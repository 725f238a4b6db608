// model = "claude-opus-4-5"
// created = "2026-10-14"
// modified = "2026-10-14"
// driver = "Isaac Clayton"

//! Skip list nodes and the handles that name them.
//!
//! Nodes live in an arena owned by the list and link to each other by
//! index. A node at height `h` has `h` forward links; each link records
//! its `span`, the number of level-0 steps from the node to the link's
//! target (the target counts, the origin does not). A link with no
//! target spans every node after its origin. Summing spans along a
//! descent gives the 1-based rank of where the descent stops.
//!
//! ```text
//! Level 2: HEAD -----(3)-----> C ------------(2)-> nil
//! Level 1: HEAD -(1)-> A -(2)-> C -(1)-> D -(1)-> nil
//! Level 0: HEAD -> A -> B -> C -> D -> E -> nil
//! ```

use std::fmt;

use smallvec::SmallVec;

use crate::raw::RawSkipList;

/// Arena index type. u32 halves link size vs usize on 64-bit.
pub(crate) type Idx = u32;

/// Missing link.
pub(crate) const NIL: Idx = Idx::MAX;

/// The header sentinel. It has no arena slot; the list keeps its links inline.
pub(crate) const HEAD: Idx = Idx::MAX - 1;

/// Inline level capacity. Three quarters of all nodes have height <= 2.
const INLINE_LEVELS: usize = 4;

/// One forward link.
#[derive(Clone, Copy, Debug, PartialEq, Eq)]
pub(crate) struct Level {
    pub(crate) forward: Idx,
    pub(crate) span: usize,
}

impl Level {
    pub(crate) const EMPTY: Level = Level { forward: NIL, span: 0 };
}

/// A stored entry.
pub(crate) struct Node<K, V> {
    pub(crate) key: K,
    pub(crate) value: V,
    /// Level-0 predecessor, or NIL if this is the first node.
    pub(crate) backward: Idx,
    /// Forward links. The length is the node's height and never changes.
    pub(crate) levels: SmallVec<[Level; INLINE_LEVELS]>,
}

impl<K, V> Node<K, V> {
    pub(crate) fn new(height: usize, key: K, value: V) -> Self {
        Node {
            key,
            value,
            backward: NIL,
            levels: SmallVec::from_elem(Level::EMPTY, height),
        }
    }

    #[inline]
    pub(crate) fn height(&self) -> usize {
        self.levels.len()
    }
}

/// An arena slot. The generation is bumped every time the slot is vacated,
/// so ids handed out for an earlier occupant stop resolving.
pub(crate) struct Slot<K, V> {
    pub(crate) node: Option<Node<K, V>>,
    pub(crate) generation: u32,
}

/// An opaque handle to a node.
///
/// Handles are cheap to copy and stay valid until that node is removed,
/// either directly or because its key was set again. After that, every
/// operation given the handle reports "not found". A handle only means
/// something to the list that produced it.
#[derive(Clone, Copy, PartialEq, Eq, Hash)]
pub struct NodeId {
    pub(crate) index: Idx,
    pub(crate) generation: u32,
}

impl fmt::Debug for NodeId {
    fn fmt(&self, f: &mut fmt::Formatter<'_>) -> fmt::Result {
        write!(f, "NodeId({}v{})", self.index, self.generation)
    }
}

/// A borrowed view of a live node.
///
/// The view borrows the list, so the structure cannot change while it is
/// held. From a [`SkipList`](crate::SkipList) that means holding its read
/// guard for as long as the traversal runs.
pub struct NodeRef<'a, K, V> {
    pub(crate) list: &'a RawSkipList<K, V>,
    pub(crate) index: Idx,
}

// Manual impls: derive would demand K: Clone and V: Clone.
impl<K, V> Clone for NodeRef<'_, K, V> {
    fn clone(&self) -> Self {
        *self
    }
}

impl<K, V> Copy for NodeRef<'_, K, V> {}

impl<'a, K, V> NodeRef<'a, K, V> {
    #[inline]
    fn node(&self) -> &'a Node<K, V> {
        self.list.node_at(self.index)
    }

    /// The key this node was stored under.
    #[inline]
    pub fn key(&self) -> &'a K {
        &self.node().key
    }

    #[inline]
    pub fn value(&self) -> &'a V {
        &self.node().value
    }

    /// The level-0 successor.
    pub fn next(&self) -> Option<NodeRef<'a, K, V>> {
        self.list.view(self.node().levels[0].forward)
    }

    /// The level-0 predecessor.
    pub fn previous(&self) -> Option<NodeRef<'a, K, V>> {
        self.list.view(self.node().backward)
    }

    /// How many levels this node participates in.
    pub fn height(&self) -> usize {
        self.node().height()
    }

    /// A detached handle to this node.
    pub fn id(&self) -> NodeId {
        self.list.id_of(self.index)
    }
}

impl<K, V> PartialEq for NodeRef<'_, K, V> {
    /// Same node of the same list.
    fn eq(&self, other: &Self) -> bool {
        std::ptr::eq(self.list, other.list) && self.index == other.index
    }
}

impl<K, V> Eq for NodeRef<'_, K, V> {}

impl<K: fmt::Debug, V: fmt::Debug> fmt::Debug for NodeRef<'_, K, V> {
    fn fmt(&self, f: &mut fmt::Formatter<'_>) -> fmt::Result {
        f.debug_struct("NodeRef")
            .field("key", self.key())
            .field("value", self.value())
            .field("height", &self.height())
            .finish()
    }
}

*About this task*. Your answer should be every line above that contains the word "means".

*Reply*.
/// operation given the handle reports "not found". A handle only means
/// held. From a [`SkipList`](crate::SkipList) that means holding its read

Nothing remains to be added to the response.